À Bois-le-Duc, dimanche, Richard Vogel tentera de remporter un deuxième Grand Prix du Rolex Grand Chelem de saut d’obstacles. Après son triomphe retentissant à Genève, accompagné de son indescriptible United Touch S, l’Allemand est revenu spécialement des Etats-Unis, où il a établi son camp de base hivernal à Wellington, en Floride, pour défendre sa chance. Cette fois, l’actuel numéro neuf mondial ne comptera pas sur son fantastique étalon, resté sous les palmiers du Winter Equestrian Festival, mais aura de sérieux atouts à faire valoir avec son vif Cepano Baloubet, vainqueur de plusieurs belles épreuves, dont deux Grands Prix 5*, la saison dernière, mais aussi My Prins van Dorperheide, lauréat de l’étape du Global Champions Tour jouée à Mexico l’an dernier et que lui prête pour l’occasion son ami et associé David Will. Avant le grand jour, l’étoile montante de la Mannschaft évoque son système, les qualités de son OVNI United Touch S et le potentiel de Cepano Baloubet, ou encore l’importance de toute son équipe et des échecs.
Comment vous sentez-vous à l’approche du Grand Prix Rolex de Bois-le-Duc, que vous abordez en tant que candidat au Rolex Grand Chelem de saut d’obstacles ?
J’ai hâte d’y être ! Ma position a changé de façon significative depuis le CHI de Genève, où je n’étais pas du tout favori. Je n’étais a priori qu’un jeune cavalier cherchant à se faire les dents sur ce type d’épreuve. J’y suis allé dans l’idée de faire de mon mieux. Je n’aurais jamais imaginé remporter le Grand Prix Rolex de Genève. Cette épreuve, cette compétition, ce jour-là resteront à jamais gravés dans nos mémoires. C’était et cela restera un moment incroyablement spécial pour nous. Désormais, je crois que mon statut à un peu changé. Je ne dirais pas que je suis l’un des favoris, mais les gens ont plus d’attentes à mon égard. Je vais essayer d’être aussi compétitif que possible et mon objectif est d’essayer de gagner à nouveau. Il s’agit de ma première participation à ce concours.

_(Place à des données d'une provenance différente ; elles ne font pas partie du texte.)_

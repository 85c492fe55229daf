//! Plain tool endpoints that bypass JSON-RPC.

use std::panic::AssertUnwindSafe;

use axum::{
    body::Bytes,
    extract::{Path, State},
    http::StatusCode,
    response::{IntoResponse, Response},
    routing::{get, post},
    Json, Router,
};
use futures::FutureExt;
use serde::Serialize;
use serde_json::{json, Value};
use tracing::{error, info};

use super::auth::Caller;
use super::state::{GuardedGateway, GuardedToolRegistry, ServerState};
use crate::agent::ToolDefinition;
use crate::tools::{ToolContext, ToolError};

#[derive(Serialize)]
struct ToolsListing {
    tools: Vec<ToolDefinition>,
}

async fn get_tools(State(registry): State<GuardedToolRegistry>) -> Json<ToolsListing> {
    let tools = registry
        .names()
        .iter()
        .filter_map(|name| registry.resolve(name).ok())
        .map(|tool| ToolDefinition::from(tool.as_ref()))
        .collect();
    Json(ToolsListing { tools })
}

fn error_response(status: StatusCode, message: String) -> Response {
    (status, Json(json!({ "error": message }))).into_response()
}

/// `POST /api/tools/{tool_name}`: invokes a tool and returns its raw
/// `ToolCallResult`, whatever the backend said.
async fn post_tool(
    State(registry): State<GuardedToolRegistry>,
    State(gateway): State<GuardedGateway>,
    Path(tool_name): Path<String>,
    caller: Caller,
    body: Bytes,
) -> Response {
    let tool = match registry.resolve(&tool_name) {
        Ok(tool) => tool,
        Err(e) => return error_response(StatusCode::NOT_FOUND, e.to_string()),
    };

    let arguments: Value = serde_json::from_slice(&body).unwrap_or_else(|_| json!({}));
    info!(tool = %tool_name, "Direct tool invocation");

    let ctx = ToolContext::new(gateway, caller.context());
    match AssertUnwindSafe(tool.invoke(ctx, arguments))
        .catch_unwind()
        .await
    {
        Ok(Ok(result)) => Json(result).into_response(),
        Ok(Err(e @ ToolError::InvalidArguments(_))) => {
            error_response(StatusCode::UNPROCESSABLE_ENTITY, e.to_string())
        }
        Ok(Err(e @ ToolError::NotFound(_))) => error_response(StatusCode::NOT_FOUND, e.to_string()),
        Ok(Err(e)) => error_response(StatusCode::INTERNAL_SERVER_ERROR, e.to_string()),
        Err(_) => {
            error!(tool = %tool_name, "Tool handler panicked");
            error_response(
                StatusCode::INTERNAL_SERVER_ERROR,
                format!("Tool {} failed unexpectedly", tool_name),
            )
        }
    }
}

pub fn make_tool_routes(state: ServerState) -> Router {
    Router::new()
        .route("/api/tools", get(get_tools))
        .route("/api/tools/{tool_name}", post(post_tool))
        .with_state(state)
}
//! Shared constants for end-to-end tests

#![allow(dead_code)]

/// How long to wait for a spawned server before giving up
pub const SERVER_READY_TIMEOUT_MS: u64 = 5000;

/// Interval between readiness probes
pub const SERVER_READY_POLL_INTERVAL_MS: u64 = 20;

/// Timeout applied by the test HTTP client
pub const REQUEST_TIMEOUT_SECS: u64 = 10;

/// Heartbeat interval configured on test servers
pub const TEST_HEARTBEAT_SECS: u64 = 1;

/// Token sent by callers in auth tests
pub const CALLER_TOKEN: &str = "caller-token-123";

/// Process-wide token configured on servers that need one
pub const SERVER_TOKEN: &str = "server-token-abc";

/// Alert identifier used across alert tests
pub const ALERT_ID: &str = "alert-42";

/// Number of tools in the default catalogue
pub const TOOL_COUNT: usize = 17;
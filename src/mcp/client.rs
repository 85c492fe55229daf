//! MCP Client Caller
//!
//! Calls a remote MCP endpoint's `tools/call`. Tries an event-stream response
//! first and falls back to one plain request/response POST. Like the backend
//! gateway, it never returns an error: every failure is a [`ToolCallResult`].

use std::time::Duration;

use anyhow::{Context, Result};
use futures::StreamExt;
use reqwest::header::{ACCEPT, CONTENT_TYPE};
use reqwest::StatusCode;
use serde_json::Value;
use tracing::{debug, warn};

use super::protocol::{RpcRequest, ToolsCallResult};
use super::sse::SseLineBuffer;
use crate::backend::result::parse_body;
use crate::backend::{ToolCallResult, STATUS_INTERNAL_ERROR};

const ACCEPT_STREAM: &str = "application/json, text/event-stream";
const ACCEPT_JSON: &str = "application/json";

/// Outcome of the streaming attempt.
enum StreamAttempt {
    Done(ToolCallResult),
    Fallback(String),
}

pub struct McpClient {
    client: reqwest::Client,
    endpoint: String,
    bearer_token: Option<String>,
    try_stream: bool,
    timeout: Duration,
}
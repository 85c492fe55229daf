//! Minimal client-side SSE reader.
//!
//! Only `data:` lines matter to the caller; event names, ids and comments are
//! skipped. Chunks may split lines (and UTF-8 sequences) anywhere, so bytes are
//! buffered until a newline arrives.

#[derive(Debug, Default)]
pub struct SseLineBuffer {
    pending: Vec<u8>,
}

impl SseLineBuffer {
    pub fn new() -> Self {
        Self::default()
    }

    /// Feeds one network chunk and returns the payloads of the `data:` lines
    /// it completed.
    pub fn push_chunk(&mut self, chunk: &[u8]) -> Vec<String> {
        self.pending.extend_from_slice(chunk);

        let mut payloads = Vec::new();
        while let Some(newline) = self.pending.iter().position(|b| *b == b'\n') {
            let line: Vec<u8> = self.pending.drain(..=newline).collect();
            if let Some(payload) = data_payload(&String::from_utf8_lossy(&line)) {
                payloads.push(payload);
            }
        }
        payloads
    }

    /// Flushes a trailing line that had no terminating newline.
    pub fn finish(&mut self) -> Option<String> {
        let rest = std::mem::take(&mut self.pending);
        data_payload(&String::from_utf8_lossy(&rest))
    }
}

/// Payload of a `data:` line, trimmed. `None` for any other line.
pub fn data_payload(line: &str) -> Option<String> {
    let line = line.trim_end_matches(['\r', '\n']).trim_start();
    line.strip_prefix("data:")
        .map(|rest| rest.trim().to_string())
        .filter(|payload| !payload.is_empty())
}
//! Outbound access to the backend REST API (logging, alerting, metrics).

pub mod gateway;
pub mod result;

pub use gateway::{BackendGateway, BackendRequest, RequestContext};
pub use result::{ToolCallResult, STATUS_INTERNAL_ERROR, STATUS_TIMEOUT};
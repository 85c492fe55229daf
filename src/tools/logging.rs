//! Logging Tools
//!
//! Log-shipping configuration: onboard, list and deboard log groups.

use serde::{Deserialize, Serialize};
use serde_json::Value;

use super::registry::{
    RegisteredTool, ToolBuilder, ToolCategory, ToolContext, ToolRegistry, ToolResult,
};
use super::{parse_args, path_segment, to_body};
use crate::backend::BackendRequest;

/// Register logging tools with the registry
pub fn register_tools(registry: &mut ToolRegistry) {
    registry.register_tool(onboard_logging_config_tool());
    registry.register_tool(get_logging_configs_tool());
    registry.register_tool(delete_logging_config_tool());
}

/// Arguments shared by onboard and deboard; also the outbound payload.
#[derive(Debug, Deserialize, Serialize)]
#[serde(deny_unknown_fields)]
struct LogGroupParams {
    client_id: String,
    aws_account_id: String,
    source: String,
    log_selector: Vec<String>,
}

#[derive(Debug, Deserialize)]
#[serde(deny_unknown_fields)]
struct LoggingConfigsParams {
    client_id: String,
    aws_account_id: String,
}

fn log_group_schema(selector_description: &str) -> Value {
    serde_json::json!({
        "type": "object",
        "properties": {
            "client_id": {"type": "string", "description": "The client identifier"},
            "aws_account_id": {"type": "string", "description": "AWS account ID"},
            "source": {"type": "string", "description": "Source of the logs"},
            "log_selector": {
                "type": "array",
                "items": {"type": "string"},
                "description": selector_description
            }
        },
        "required": ["client_id", "aws_account_id", "source", "log_selector"]
    })
}

// ============================================================================
// onboard_logging_config
// ============================================================================

fn onboard_logging_config_tool() -> RegisteredTool {
    ToolBuilder::new("onboard_logging_config")
        .description(
            "Onboard a new logging configuration for a specific client and AWS account. \
             Use when setting up or configuring logging.",
        )
        .input_schema(log_group_schema("List of log selectors"))
        .category(ToolCategory::Write)
        .build(onboard_logging_config_handler)
}

async fn onboard_logging_config_handler(ctx: ToolContext, args: Value) -> ToolResult {
    let params: LogGroupParams = parse_args(args)?;
    let request = BackendRequest::post("/api/v1/logging/onboard")
        .with_body(to_body(&params)?);
    Ok(ctx.gateway.call(&ctx.request, request).await)
}

// ============================================================================
// get_logging_configs
// ============================================================================

fn get_logging_configs_tool() -> RegisteredTool {
    ToolBuilder::new("get_logging_configs")
        .description(
            "Retrieve all logging configurations for a specific client and AWS account. \
             Use when asking about logging setup.",
        )
        .input_schema(serde_json::json!({
            "type": "object",
            "properties": {
                "client_id": {"type": "string", "description": "The client identifier"},
                "aws_account_id": {"type": "string", "description": "AWS account ID"}
            },
            "required": ["client_id", "aws_account_id"]
        }))
        .category(ToolCategory::Read)
        .build(get_logging_configs_handler)
}

async fn get_logging_configs_handler(ctx: ToolContext, args: Value) -> ToolResult {
    let params: LoggingConfigsParams = parse_args(args)?;
    let path = format!(
        "/api/v1/logging/configs/{}/awsid-{}",
        path_segment(&params.client_id),
        path_segment(&params.aws_account_id)
    );
    Ok(ctx.gateway.call(&ctx.request, BackendRequest::get(path)).await)
}

// ============================================================================
// delete_logging_config
// ============================================================================

fn delete_logging_config_tool() -> RegisteredTool {
    ToolBuilder::new("delete_logging_config")
        .description(
            "Delete logging configurations and deboard a log group. \
             Use when removing or disabling logging.",
        )
        .input_schema(log_group_schema("List of log selectors to remove"))
        .category(ToolCategory::Write)
        .build(delete_logging_config_handler)
}

async fn delete_logging_config_handler(ctx: ToolContext, args: Value) -> ToolResult {
    let params: LogGroupParams = parse_args(args)?;
    // DELETE with a JSON body is the canonical deboard contract.
    let request = BackendRequest::delete("/api/v1/logging/deboard")
        .with_body(to_body(&params)?);
    Ok(ctx.gateway.call(&ctx.request, request).await)
}
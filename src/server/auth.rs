//! Bearer token extraction for inbound requests.

use std::convert::Infallible;

use axum::{
    extract::FromRequestParts,
    http::{header::AUTHORIZATION, request::Parts, HeaderMap},
};

use crate::backend::RequestContext;

const BEARER_PREFIX: &str = "Bearer ";

/// Caller identity carried by `Authorization: Bearer <token>`.
///
/// A missing or malformed header is not a rejection: the request runs without
/// a caller token and the gateway falls back to the configured one.
#[derive(Debug, Clone, Default, PartialEq, Eq)]
pub struct Caller {
    pub token: Option<String>,
}

impl Caller {
    pub fn from_headers(headers: &HeaderMap) -> Self {
        let token = headers
            .get(AUTHORIZATION)
            .and_then(|value| value.to_str().ok())
            .and_then(|value| {
                if value.len() > BEARER_PREFIX.len()
                    && value[..BEARER_PREFIX.len()].eq_ignore_ascii_case(BEARER_PREFIX)
                {
                    Some(value[BEARER_PREFIX.len()..].trim().to_string())
                } else {
                    None
                }
            })
            .filter(|token| !token.is_empty());
        Self { token }
    }

    /// Request context for this caller, falling back to `session_token`
    /// when the request itself carries none.
    pub fn context_or(&self, session_token: Option<String>) -> RequestContext {
        RequestContext::new(self.token.clone().or(session_token))
    }

    pub fn context(&self) -> RequestContext {
        RequestContext::new(self.token.clone())
    }
}

impl<S> FromRequestParts<S> for Caller
where
    S: Send + Sync,
{
    type Rejection = Infallible;

    async fn from_request_parts(parts: &mut Parts, _state: &S) -> Result<Self, Self::Rejection> {
        Ok(Caller::from_headers(&parts.headers))
    }
}
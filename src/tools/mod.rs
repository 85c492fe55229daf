//! Backend Tools
//!
//! Tool implementations for logging configuration, alert rules and metrics.
//! Every tool maps its arguments to exactly one backend call.

pub mod alerts;
pub mod logging;
pub mod metrics;
pub mod registry;

use serde::de::DeserializeOwned;
use serde::Serialize;
use serde_json::{Map, Value};
use thiserror::Error;

pub use registry::{
    RegisteredTool, ToolBuilder, ToolCategory, ToolContext, ToolDescriptor, ToolRegistry,
    ToolResult,
};

/// Errors that can occur when resolving or running a tool.
///
/// These are distinct from a backend failure, which is a normal
/// [`crate::backend::ToolCallResult`] with `success == false`.
#[derive(Debug, Error)]
pub enum ToolError {
    #[error("Tool not found: {0}")]
    NotFound(String),

    #[error("Invalid arguments: {0}")]
    InvalidArguments(String),

    #[error("Execution failed: {0}")]
    ExecutionFailed(String),
}

/// Register all tools with the registry
pub fn register_all_tools(registry: &mut ToolRegistry) {
    logging::register_tools(registry);
    alerts::register_tools(registry);
    metrics::register_tools(registry);
}

/// Decode tool arguments. A missing/null argument object counts as `{}`.
pub(crate) fn parse_args<T: DeserializeOwned>(args: Value) -> Result<T, ToolError> {
    let args = match args {
        Value::Null => Value::Object(Map::new()),
        other => other,
    };
    serde_json::from_value(args).map_err(|e| ToolError::InvalidArguments(e.to_string()))
}

/// Split an identifier field off the arguments and decode the rest as `T`.
///
/// Used by update tools, whose remaining fields are all optional changes.
pub(crate) fn split_id<T: DeserializeOwned>(
    args: Value,
    id_field: &str,
) -> Result<(String, T), ToolError> {
    let mut map = match args {
        Value::Object(map) => map,
        Value::Null => Map::new(),
        other => {
            return Err(ToolError::InvalidArguments(format!(
                "expected an object, got {}",
                other
            )))
        }
    };

    let id = match map.remove(id_field) {
        Some(Value::String(id)) => id,
        Some(other) => {
            return Err(ToolError::InvalidArguments(format!(
                "{} must be a string, got {}",
                id_field, other
            )))
        }
        None => {
            return Err(ToolError::InvalidArguments(format!(
                "missing field `{}`",
                id_field
            )))
        }
    };

    let rest = parse_args(Value::Object(map))?;
    Ok((id, rest))
}

/// Serialize a request payload for the backend.
pub(crate) fn to_body<T: Serialize>(value: &T) -> Result<Value, ToolError> {
    serde_json::to_value(value).map_err(|e| ToolError::ExecutionFailed(e.to_string()))
}

/// Percent-encode a value interpolated into a backend URL path.
pub(crate) fn path_segment(value: &str) -> String {
    urlencoding::encode(value).into_owned()
}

Je n’ai entendu que de bonnes choses à son sujet ; tous les cavaliers que je connais adorent ce concours.
À quel point votre victoire à Genève occupe une place spéciale dans votre cœur ?
Effectivement, gagner à Genève était très spécial, peut-être d’autant plus que cet événement était notre objectif principal la saison dernière. Nous avions planifié toute notre saison autour de ce concours. Avant Genève, j’avais concouru pendant deux mois au Mexique. United Touch S n’est pas venu avec moi au Mexique. Nous l’avons laissé chez nous et nous avons élaboré un programme d’entraînement pour lui et Naomi, sa groom et cavalière. Elle l’a gardé en top forme pendant mes deux mois d’absence. Je ne suis rentré que deux ou trois semaines avant le CHI de Genève. Nous avons peaufiné la préparation autant que possible durant ces dernières semaines, et je me sentais bien à l’approche du concours. J’ai pris United Touch S avec moi, car tous mes autres chevaux ont directement pris la direction de Wellington, en Floride, depuis le Mexique.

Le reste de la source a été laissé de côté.